Cost of capital

A common misperception is that drug development companies should be viewed as risky

investments due to the high risk rooted in each single project’s ability to get successfully through the development phases. And from looking at the often high failure rates discussed in section 2.1.4 it is easy to believe this and discount projects with a higher discount rate. However, the risk associated with a specific project or company is diversifiable and according to financial theory should not be accounted for in the cost of capital (Ross, Westerfield & Jordan, 2006, p.408). The reason is that an investor can hold a number of different projects or companies in his portfolio and the asset-specific risks should in theory cancel each other out. Hence an investor should not be paid for taking unsystematic risk.

In this thesis we use the opportunity cost of capital as the discount factor when discounting the cash flows. We use two different costs of capital, one relating to the R&D costs and another relating to the expected revenue of the project to obtain results that are more theoretically

correct. With the use of two different costs of capital it becomes possible to deal more accurately with the specific risks when discounting different kind of cash flows.

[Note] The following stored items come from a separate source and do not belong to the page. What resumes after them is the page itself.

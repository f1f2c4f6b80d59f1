use super::config::DescentSettings;
use super::error::EngineError;
use super::objective::{ObjectiveFunction, ObjectiveFunctionResult};
use super::progress::{Progress, ProgressReporter};
use crate::core::io::directory::Directory;
use crate::core::variable::{VarVector, Variables};
use tracing::{debug, info, instrument};

/// How a run of an optimizer ended.
#[derive(Debug, Clone, Copy, PartialEq, Eq)]
pub struct DescentOutcome {
    pub converged: bool,
    pub iterations: usize,
}

#[derive(Debug, Clone, Copy, PartialEq, Eq)]
enum StepRule {
    Constant,
    Normalized,
}

/// Gradient descent with a constant step size applied to the scaled gradient.
#[derive(Debug, Clone, PartialEq)]
pub struct SteepestDescent {
    settings: DescentSettings,
}

/// Gradient descent that moves a fixed distance in scaled coordinates each iteration.
///
/// Near the minimum the fixed move can overshoot and oscillate when the step is large
/// compared to the curvature; the step is never shortened automatically.
#[derive(Debug, Clone, PartialEq)]
pub struct FixedStepDescent {
    settings: DescentSettings,
}

macro_rules! descent_method {
    ($ty:ident, $rule:expr) => {
        impl $ty {
            pub fn new(settings: DescentSettings) -> Self {
                Self { settings }
            }

            pub fn settings(&self) -> &DescentSettings {
                &self.settings
            }

            pub fn settings_mut(&mut self) -> &mut DescentSettings {
                &mut self.settings
            }

            pub fn has_converged(
                &self,
                vars: &Variables,
                result: &ObjectiveFunctionResult,
            ) -> Result<bool, EngineError> {
                has_converged(&self.settings, vars, result)
            }

            /// Minimizes `objective` by adjusting its design variables in place.
            ///
            /// Returns `None` when the objective has no design variables, otherwise
            /// whether the convergence test passed within the iteration budget.
            pub fn optimize<O>(
                &self,
                objective: &O,
                vars: &mut Variables,
                directory: Option<&Directory>,
            ) -> Result<Option<bool>, EngineError>
            where
                O: ObjectiveFunction + ?Sized,
            {
                let outcome =
                    self.optimize_with_progress(objective, vars, directory, &ProgressReporter::new())?;
                Ok(outcome.map(|o| o.converged))
            }

            pub fn optimize_with_progress<O>(
                &self,
                objective: &O,
                vars: &mut Variables,
                directory: Option<&Directory>,
                reporter: &ProgressReporter,
            ) -> Result<Option<DescentOutcome>, EngineError>
            where
                O: ObjectiveFunction + ?Sized,
            {
                descend(&self.settings, $rule, objective, vars, directory, reporter)
            }
        }
    };
}

descent_method!(SteepestDescent, StepRule::Constant);
descent_method!(FixedStepDescent, StepRule::Normalized);

/// Either descent method, as selected by configuration.
#[derive(Debug, Clone, PartialEq)]
pub enum Optimizer {
    SteepestDescent(SteepestDescent),
    FixedStepDescent(FixedStepDescent),
}

impl Optimizer {
    pub fn name(&self) -> &'static str {
        match self {
            Optimizer::SteepestDescent(_) => "steepest-descent",
            Optimizer::FixedStepDescent(_) => "fixed-step-descent",
        }
    }

    pub fn settings(&self) -> &DescentSettings {
        match self {
            Optimizer::SteepestDescent(m) => m.settings(),
            Optimizer::FixedStepDescent(m) => m.settings(),
        }
    }

    pub fn optimize<O>(
        &self,
        objective: &O,
        vars: &mut Variables,
        directory: Option<&Directory>,
    ) -> Result<Option<bool>, EngineError>
    where
        O: ObjectiveFunction + ?Sized,
    {
        match self {
            Optimizer::SteepestDescent(m) => m.optimize(objective, vars, directory),
            Optimizer::FixedStepDescent(m) => m.optimize(objective, vars, directory),
        }
    }

    pub fn optimize_with_progress<O>(
        &self,
        objective: &O,
        vars: &mut Variables,
        directory: Option<&Directory>,
        reporter: &ProgressReporter,
    ) -> Result<Option<DescentOutcome>, EngineError>
    where
        O: ObjectiveFunction + ?Sized,
    {
        match self {
            Optimizer::SteepestDescent(m) => {
                m.optimize_with_progress(objective, vars, directory, reporter)
            }
            Optimizer::FixedStepDescent(m) => {
                m.optimize_with_progress(objective, vars, directory, reporter)
            }
        }
    }
}

fn has_converged(
    settings: &DescentSettings,
    vars: &Variables,
    result: &ObjectiveFunctionResult,
) -> Result<bool, EngineError> {
    let mut converged = true;
    for (id, g) in result.gradient().iter() {
        let tolerance = settings
            .tolerance
            .get(id)
            .ok_or_else(|| EngineError::MissingTolerance {
                variable: vars.name(id).unwrap_or("<unknown>").to_string(),
            })?;
        if g.abs() > tolerance {
            converged = false;
        }
    }
    Ok(converged)
}

fn iteration_directory(
    directory: Option<&Directory>,
    iteration: usize,
) -> Result<Option<Directory>, EngineError> {
    Ok(directory
        .map(|d| d.directory(&iteration.to_string()))
        .transpose()?)
}

#[instrument(skip_all, name = "descent")]
fn descend<O>(
    settings: &DescentSettings,
    rule: StepRule,
    objective: &O,
    vars: &mut Variables,
    directory: Option<&Directory>,
    reporter: &ProgressReporter,
) -> Result<Option<DescentOutcome>, EngineError>
where
    O: ObjectiveFunction + ?Sized,
{
    let design = objective.design_variables(vars)?;
    if design.is_empty() {
        info!("Objective has no design variables, nothing to optimize.");
        return Ok(None);
    }
    info!(
        "Starting descent over {} design variables (max {} iterations).",
        design.len(),
        settings.max_iterations
    );

    let dir = iteration_directory(directory, 0)?;
    let mut result = objective.compute(vars, dir.as_ref())?;
    let mut iteration = 0;
    reporter.report(Progress::TaskStart {
        total_steps: settings.max_iterations as u64,
    });

    let converged = loop {
        if has_converged(settings, vars, &result)? {
            break true;
        }
        if iteration >= settings.max_iterations {
            break false;
        }
        iteration += 1;

        let scaled: VarVector = result
            .gradient()
            .iter()
            .map(|(id, g)| (id, settings.scale.get(id) * g))
            .collect();
        let amount = match rule {
            StepRule::Constant => settings.step_size,
            StepRule::Normalized => {
                let norm = scaled.norm();
                if norm > 0.0 {
                    settings.step_size / norm
                } else {
                    0.0
                }
            }
        };
        for (id, g) in scaled.iter() {
            let x = vars.value(id)?;
            vars.set(id, x - amount * settings.scale.get(id) * g)?;
        }

        let dir = iteration_directory(directory, iteration)?;
        let next = objective.compute(vars, dir.as_ref())?;
        result = match &settings.line_search {
            Some(line_search) => {
                let line_dir = dir.as_ref().map(|d| d.directory(".line")).transpose()?;
                let (refined, evaluations) =
                    line_search.search(objective, vars, &result, &next, line_dir.as_ref())?;
                reporter.report(Progress::LineSearch { evaluations });
                vars.restore(refined.variables())?;
                refined
            }
            None => next,
        };

        let gradient_norm = result.gradient().norm();
        debug!(
            iteration,
            value = ?result.value(),
            gradient_norm,
            "Descent iteration complete"
        );
        reporter.report(Progress::Iteration {
            iteration,
            value: result.value(),
            gradient_norm,
        });
        reporter.report(Progress::TaskIncrement);
    };

    reporter.report(Progress::TaskFinish);
    if converged {
        info!("Converged after {} iterations.", iteration);
    } else {
        info!("Stopped after {} iterations without converging.", iteration);
    }
    Ok(Some(DescentOutcome {
        converged,
        iterations: iteration,
    }))
}

#[cfg(test)]
mod tests {
    use super::*;
    use crate::core::variable::VarId;
    use crate::engine::config::{DescentSettingsBuilder, Scale, Tolerance};
    use crate::engine::line_search::LineSearch;
    use crate::engine::objective::quadratic::Quadratic;
    use std::sync::Mutex;
    use tempfile::tempdir;

    const TOLERANCE: f64 = 1e-8;

    fn f64_approx_equal(a: f64, b: f64) -> bool {
        (a - b).abs() < TOLERANCE
    }

    fn setup(x0: f64) -> (Variables, VarId, Quadratic) {
        let mut vars = Variables::new();
        let x = vars.free("x", x0);
        (vars, x, Quadratic { vars: vec![x] })
    }

    fn settings(max_iterations: usize, step_size: f64) -> DescentSettingsBuilder {
        DescentSettingsBuilder::new()
            .max_iterations(max_iterations)
            .step_size(step_size)
            .tolerance(Tolerance::Uniform(TOLERANCE))
    }

    #[test]
    fn steepest_descent_converges_on_quadratic() {
        let (mut vars, x, q) = setup(3.0);
        let sd = SteepestDescent::new(settings(1000, 0.25).build().unwrap());
        assert_eq!(sd.optimize(&q, &mut vars, None).unwrap(), Some(true));
        assert!((vars.value(x).unwrap() - 1.0).abs() < 1e-8);
    }

    #[test]
    fn steepest_descent_stops_at_iteration_budget() {
        let (mut vars, x, q) = setup(3.0);
        let sd = SteepestDescent::new(settings(1, 0.25).build().unwrap());
        assert_eq!(sd.optimize(&q, &mut vars, None).unwrap(), Some(false));
        assert!(f64_approx_equal(vars.value(x).unwrap(), 2.0));
    }

    #[test]
    fn steepest_descent_with_scale_converges() {
        let (mut vars, x, q) = setup(50.0);
        let sd = SteepestDescent::new(
            settings(1000, 0.25)
                .scale(Scale::Uniform(0.85))
                .build()
                .unwrap(),
        );
        assert_eq!(sd.optimize(&q, &mut vars, None).unwrap(), Some(true));
        assert!((vars.value(x).unwrap() - 1.0).abs() < 1e-8);

        vars.set(x, -35.0).unwrap();
        let sd = SteepestDescent::new(
            settings(1000, 0.25)
                .scale(Scale::PerVariable([(x, 1.5)].into_iter().collect()))
                .build()
                .unwrap(),
        );
        assert_eq!(sd.optimize(&q, &mut vars, None).unwrap(), Some(true));
        assert!((vars.value(x).unwrap() - 1.0).abs() < 1e-8);
    }

    #[test]
    fn steepest_descent_with_line_search_converges() {
        let (mut vars, x, q) = setup(3.0);
        let sd = SteepestDescent::new(
            settings(1000, 0.25)
                .line_search(LineSearch::new(1e-5, 100).unwrap())
                .build()
                .unwrap(),
        );
        assert_eq!(sd.optimize(&q, &mut vars, None).unwrap(), Some(true));
        assert!((vars.value(x).unwrap() - 1.0).abs() < 1e-8);
    }

    #[test]
    fn line_search_shortens_an_overshooting_step() {
        let (mut vars, x, q) = setup(3.0);
        let sd = SteepestDescent::new(
            settings(1, 0.75)
                .line_search(LineSearch::new(1e-5, 100).unwrap())
                .build()
                .unwrap(),
        );
        assert_eq!(sd.optimize(&q, &mut vars, None).unwrap(), Some(true));
        assert!(f64_approx_equal(vars.value(x).unwrap(), 1.0));
    }

    #[test]
    fn fixed_step_descent_converges_on_quadratic() {
        let (mut vars, x, q) = setup(3.0);
        let fsd = FixedStepDescent::new(settings(1000, 0.25).build().unwrap());
        assert_eq!(fsd.optimize(&q, &mut vars, None).unwrap(), Some(true));
        assert!(f64_approx_equal(vars.value(x).unwrap(), 1.0));
    }

    #[test]
    fn fixed_step_descent_oscillates_with_large_step() {
        let (mut vars, x, q) = setup(1.5);
        let fsd = FixedStepDescent::new(settings(10000, 0.42).build().unwrap());
        assert_eq!(fsd.optimize(&q, &mut vars, None).unwrap(), Some(false));
        assert!((vars.value(x).unwrap() - 1.0).abs() > 0.01);
    }

    #[test]
    fn fixed_step_descent_with_scale_converges() {
        let (mut vars, x, q) = setup(50.0);
        let fsd = FixedStepDescent::new(
            settings(1000, 0.25)
                .scale(Scale::Uniform(4.0))
                .build()
                .unwrap(),
        );
        assert_eq!(fsd.optimize(&q, &mut vars, None).unwrap(), Some(true));
        assert!(f64_approx_equal(vars.value(x).unwrap(), 1.0));

        vars.set(x, -35.0).unwrap();
        let fsd = FixedStepDescent::new(
            settings(1000, 0.25)
                .scale(Scale::PerVariable([(x, 1.5)].into_iter().collect()))
                .build()
                .unwrap(),
        );
        assert_eq!(fsd.optimize(&q, &mut vars, None).unwrap(), Some(true));
        assert!(f64_approx_equal(vars.value(x).unwrap(), 1.0));
    }

    #[test]
    fn optimize_returns_none_without_design_variables() {
        let (mut vars, x, q) = setup(3.0);
        vars.set_constant(x, true).unwrap();
        let sd = SteepestDescent::new(settings(10, 0.25).build().unwrap());
        assert_eq!(sd.optimize(&q, &mut vars, None).unwrap(), None);
        assert_eq!(vars.value(x).unwrap(), 3.0);
    }

    #[test]
    fn has_converged_requires_tolerance_for_every_variable() {
        let mut vars = Variables::new();
        let x = vars.free("x", 1.0);
        let y = vars.free("y", 1.0);
        let q = Quadratic { vars: vec![x, y] };
        let sd = SteepestDescent::new(
            settings(10, 0.25)
                .tolerance(Tolerance::PerVariable([(x, 1e-8)].into_iter().collect()))
                .build()
                .unwrap(),
        );
        let result = q.compute(&vars, None).unwrap();
        match sd.has_converged(&vars, &result) {
            Err(EngineError::MissingTolerance { variable }) => assert_eq!(variable, "y"),
            other => panic!("expected MissingTolerance, got {other:?}"),
        }
    }

    #[test]
    fn optimizer_enum_reports_progress_and_writes_iterations() {
        let root = tempdir().unwrap();
        let dir = Directory::new(root.path()).unwrap();
        let (mut vars, _, q) = setup(3.0);
        let optimizer = Optimizer::FixedStepDescent(FixedStepDescent::new(
            settings(1000, 0.25).build().unwrap(),
        ));
        assert_eq!(optimizer.name(), "fixed-step-descent");

        let iterations = Mutex::new(0);
        let reporter = ProgressReporter::with_callback(Box::new(|event| {
            if let Progress::Iteration { .. } = event {
                *iterations.lock().unwrap() += 1;
            }
        }));
        let outcome = optimizer
            .optimize_with_progress(&q, &mut vars, Some(&dir), &reporter)
            .unwrap()
            .unwrap();
        drop(reporter);

        assert!(outcome.converged);
        assert_eq!(outcome.iterations, 8);
        assert_eq!(iterations.into_inner().unwrap(), 8);
        assert!(dir.file("0").join("x.log").is_file());
        assert!(dir.file("8").join("x.log").is_file());
    }
}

In terms of the R&D costs of a specific project continual investments have to be made

throughout its entire development process. The cash flows of these costs have a relatively low risk as they will only occur if there are good prospects of a successful market launch. They are

actively managed by the management and therefore have a relatively low risk. With the cash flows relating to the R&D costs being known and secure they should be discounted with a rate reflecting such cash flows. We argue for the use of the risk free interest rate, which we will determine in section 6.1.1.

When discounting the expected revenue we use another cost of capital. For practical reasons the company’s WACC is chosen (Brandão & Dyer, 2005, p.23). The WACC resembles the rate of return that the company needs in order to give the owners their required return subject to the embedded risk. The operating cash flows are subject to market risk and these cash flows should therefore be adjusted by an appropriate discount rate that incorporates the same risks as the WACC does.

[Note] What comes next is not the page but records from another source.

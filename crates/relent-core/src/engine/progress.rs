#[derive(Debug, Clone)]
pub enum Progress {
    PhaseStart { name: &'static str },
    PhaseFinish,

    TaskStart { total_steps: u64 },
    TaskIncrement,
    TaskFinish,

    /// One descent step has been taken and the objective re-evaluated.
    Iteration {
        iteration: usize,
        value: Option<f64>,
        gradient_norm: f64,
    },
    LineSearch { evaluations: usize },

    Message(String),
}

pub type ProgressCallback<'a> = Box<dyn Fn(Progress) + Send + Sync + 'a>;

#[derive(Default)]
pub struct ProgressReporter<'a> {
    callback: Option<ProgressCallback<'a>>,
}

impl<'a> ProgressReporter<'a> {
    pub fn new() -> Self {
        Self::default()
    }

    pub fn with_callback(callback: ProgressCallback<'a>) -> Self {
        Self {
            callback: Some(callback),
        }
    }

    #[inline]
    pub fn report(&self, event: Progress) {
        if let Some(cb) = &self.callback {
            cb(event);
        }
    }
}

#[cfg(test)]
mod tests {
    use super::*;
    use std::sync::Mutex;

    #[test]
    fn reporter_without_callback_is_silent() {
        ProgressReporter::new().report(Progress::TaskIncrement);
    }

    #[test]
    fn reporter_forwards_events_to_callback() {
        let seen = Mutex::new(Vec::new());
        let reporter = ProgressReporter::with_callback(Box::new(|event| {
            seen.lock().unwrap().push(format!("{event:?}"));
        }));
        reporter.report(Progress::PhaseStart { name: "Fit" });
        reporter.report(Progress::Iteration {
            iteration: 1,
            value: None,
            gradient_norm: 0.5,
        });
        drop(reporter);
        let seen = seen.into_inner().unwrap();
        assert_eq!(seen.len(), 2);
        assert!(seen[1].contains("gradient_norm: 0.5"));
    }
}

Using the WACC implies the use of the CAPM-model as mentioned in section 1.4.2. Hence a number of assumptions are accepted that are fundamental to the model such as government bonds being risk-free and lending and borrowing at the same interest rate. These assumptions are not completely fulfilled as no government bonds are 100% risk-free and borrowing rates are typically higher than lending rates (Brealey, Myers & Allen, 2006, p.197). Many assumptions of this model are questionable but as there are few alternatives, we intend to use the model bearing in mind the above-mentioned.

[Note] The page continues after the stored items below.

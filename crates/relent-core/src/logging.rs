//! Global `tracing` subscriber setup for binaries and scripts driving a fit.

use std::fs::File;
use std::path::PathBuf;
use thiserror::Error;
use tracing_subscriber::{
    filter::LevelFilter,
    fmt::{self},
    prelude::*,
};

#[derive(Debug, Error)]
pub enum LoggingError {
    #[error("Failed to create log file '{path}': {source}")]
    Io {
        path: String,
        source: std::io::Error,
    },

    #[error("A global logger is already installed")]
    AlreadyInitialized,
}

/// Installs a stderr logger, plus a plain-text file logger when `log_file` is given.
///
/// `verbosity` 0 shows warnings, 1 info, 2 debug and 3 or more trace events; `quiet`
/// silences everything.
pub fn setup_logging(verbosity: u8, quiet: bool, log_file: Option<PathBuf>) -> Result<(), LoggingError> {
    let level_filter = if quiet {
        LevelFilter::OFF
    } else {
        match verbosity {
            0 => LevelFilter::WARN,
            1 => LevelFilter::INFO,
            2 => LevelFilter::DEBUG,
            _ => LevelFilter::TRACE,
        }
    };

    let stderr_layer = fmt::layer()
        .with_writer(std::io::stderr)
        .with_ansi(true)
        .with_target(false)
        .compact();

    let subscriber = tracing_subscriber::registry()
        .with(level_filter)
        .with(stderr_layer);

    let installed = if let Some(path) = log_file {
        let file = File::create(&path).map_err(|e| LoggingError::Io {
            path: path.to_string_lossy().to_string(),
            source: e,
        })?;

        let file_layer = fmt::layer()
            .with_writer(file)
            .with_ansi(false)
            .with_thread_ids(true)
            .with_target(true);

        subscriber.with(file_layer).try_init()
    } else {
        subscriber.try_init()
    };

    installed.map_err(|_| LoggingError::AlreadyInitialized)
}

As discussed in section 2.1.5 biotech companies generally have the same capital structure, which is close to being 100% equity financed. It is clear that with such a capital structure the cost of equity has a significant influence on the value of the final WACC. This distinct capital structure makes the job of computing the WACC easier as a 100% equity ratio, which is used by most industry analyst²⁰, implies that there is no need to estimate the return on debt as the debt ratio is 0.

The components used in the CAPM-model and consequently to estimate the WACC will be discussed and estimated in section 6.1.

As the WACC is a company-specific discount rate one could argue whether it is suitable to evaluate individual projects that might have another risk profile than that of the entire company

(Brandão & Dyer, 2005, p.23). Especially the estimation of the beta to compute the return on equity requires some discussion about the theoretical correctness of this application.

The classic approach to finding a beta is to do a peer analysis where peers with the same

systematic risk characteristics are used to estimate the beta. However, it is practically impossible to find beta values for a single project as no or very few listed companies only have one project in their pipeline portfolio. So to be able to find a beta value we must relax our assumptions a bit and look at companies which resemble the characteristics (the systematic risk) of our project but are not exact matches. This restriction on the benchmarking material leads to the use of biotech companies with no or only little sales as the peer group. Including pharmaceuticals in the peer group would be incorrect as the production and sales activities would lower the beta of the company compared to higher beta R&D activities just as the more mature state of a

pharmaceutical would imply a more debt-heavy capital structure.

To obtain an even more precise estimate of the beta we could choose to only look at biotech companies that research in the same therapeutic area as our project. Also the use of an equity index benchmark including the relevant sales regions could enhance the exactness of our beta estimate. However as the main focus is on the valuation methods and not on the value of the project, we will conduct a simpler estimation process of the beta which will be discussed in section 6.1.2.

From the discussion above it is clear that the WACC is not optimal for finding a discount rate as it will only be an approximation. But with hardly any alternatives we accept the error margin involved in using the company WACC for a single project. For internal decision makers in a biotech company the estimation of the cost of capital might be more accurate as they have access to more information than an external analyst.

The use of two different costs of capital is recommended by several authors dealing with the valuation of development projects. For instance this practice is applied by Datar and Mathews in their article A Practical Method for Valuing Real Options: The Boeing Approach (Datar &

Mathews, 2007). They argue strongly for the use of two costs of capital. The somewhat same argumentation is seen in the work of Collan, Fullér and Mezei (Collan, Fullér & Mezei (1), 2009) who also make use of two different costs of capital.